The University of Virginia’s Larry Sabato is one of the most reliable political analysts and forecasters in America. Unlike some popular political pundits who suggest they analyze and forecast (one in particular who I get by email) but are partisan and ideology based, Sabato is a solid political scientist who isn’t issuing forecasts for political reasons. And his latest Crystal Ball entry has grim news for Demcorats: He predicts they face a virtual political Katrina on election day. Some excerpts:
The Crystal Ball’s predictions are clinical. We are fond of people in both parties. We cheer for no one.
2010 was always going to be a Republican year, in the midterm tradition. It has simply been a question of degree. Several scenarios were possible, depending in large measure on whether, or how quickly, the deeply troubled American economy recovered from the Great Recession. Had Democratic hopes on economic revitalization materialized, it is easy to see how the party could have used its superior financial resources, combined with the tendency of Republicans in some districts and states to nominate ideological fringe candidates, to keep losses to the low 30s in the House and a handful in the Senate.

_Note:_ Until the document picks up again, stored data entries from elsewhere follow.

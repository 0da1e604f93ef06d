use std::path::PathBuf;

use crate::embedding::error::EmbeddingError;

/// Default query encoder output dimension.
pub const ENCODER_EMBEDDING_DIM: usize = crate::constants::DEFAULT_EMBEDDING_DIM;

/// Default query encoder max sequence length.
pub const ENCODER_MAX_SEQ_LEN: usize = crate::constants::DEFAULT_EMBED_MAX_SEQ_LEN;

#[derive(Debug, Clone)]
/// Configuration for [`E5Embedder`](super::E5Embedder).
pub struct EncoderConfig {
    /// Model directory (`config.json`, `model.safetensors`, `tokenizer.json`).
    /// `None` selects the deterministic stub backend.
    pub model_dir: Option<PathBuf>,
    /// Max tokens to consider per input.
    pub max_seq_len: usize,
    /// Expected output embedding dimension.
    pub embedding_dim: usize,
}

impl Default for EncoderConfig {
    fn default() -> Self {
        Self {
            model_dir: None,
            max_seq_len: ENCODER_MAX_SEQ_LEN,
            embedding_dim: ENCODER_EMBEDDING_DIM,
        }
    }
}

impl EncoderConfig {
    /// Creates a config for a model directory.
    pub fn new<P: Into<PathBuf>>(model_dir: P) -> Self {
        Self {
            model_dir: Some(model_dir.into()),
            ..Default::default()
        }
    }

    /// Creates a stub config (no model files; produces deterministic embeddings).
    pub fn stub() -> Self {
        Self::default()
    }

    pub fn with_embedding_dim(mut self, embedding_dim: usize) -> Self {
        self.embedding_dim = embedding_dim;
        self
    }

    pub fn is_stub(&self) -> bool {
        self.model_dir.is_none()
    }

    /// Validates sizes and, for a real model, the presence of required files.
    pub fn validate(&self) -> Result<(), EmbeddingError> {
        if self.embedding_dim == 0 {
            return Err(EmbeddingError::InvalidConfig {
                reason: "embedding_dim must be > 0".to_string(),
            });
        }

        if self.max_seq_len == 0 {
            return Err(EmbeddingError::InvalidConfig {
                reason: "max_seq_len must be > 0".to_string(),
            });
        }

        let Some(ref dir) = self.model_dir else {
            return Ok(());
        };

        if dir.as_os_str().is_empty() {
            return Err(EmbeddingError::InvalidConfig {
                reason: "model_dir cannot be empty when provided".to_string(),
            });
        }

        if !dir.is_dir() {
            return Err(EmbeddingError::ModelNotFound { path: dir.clone() });
        }

        for required in ["config.json", "model.safetensors", "tokenizer.json"] {
            let path = dir.join(required);
            if !path.exists() {
                return Err(EmbeddingError::ModelNotFound { path });
            }
        }

        Ok(())
    }
}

But conditions have deteriorated badly for Democrats over the summer. The economy appears rotten, with little chance of a substantial comeback by November 2nd. Unemployment is very high, income growth sluggish, and public confidence quite low. The Democrats’ self-proclaimed “Recovery Summer” has become a term of derision, and to most voters—fair or not—it seems that President Obama has over-promised and under-delivered.
His forecast: Republicans are posed to take over the House and could well take over the Senate as well.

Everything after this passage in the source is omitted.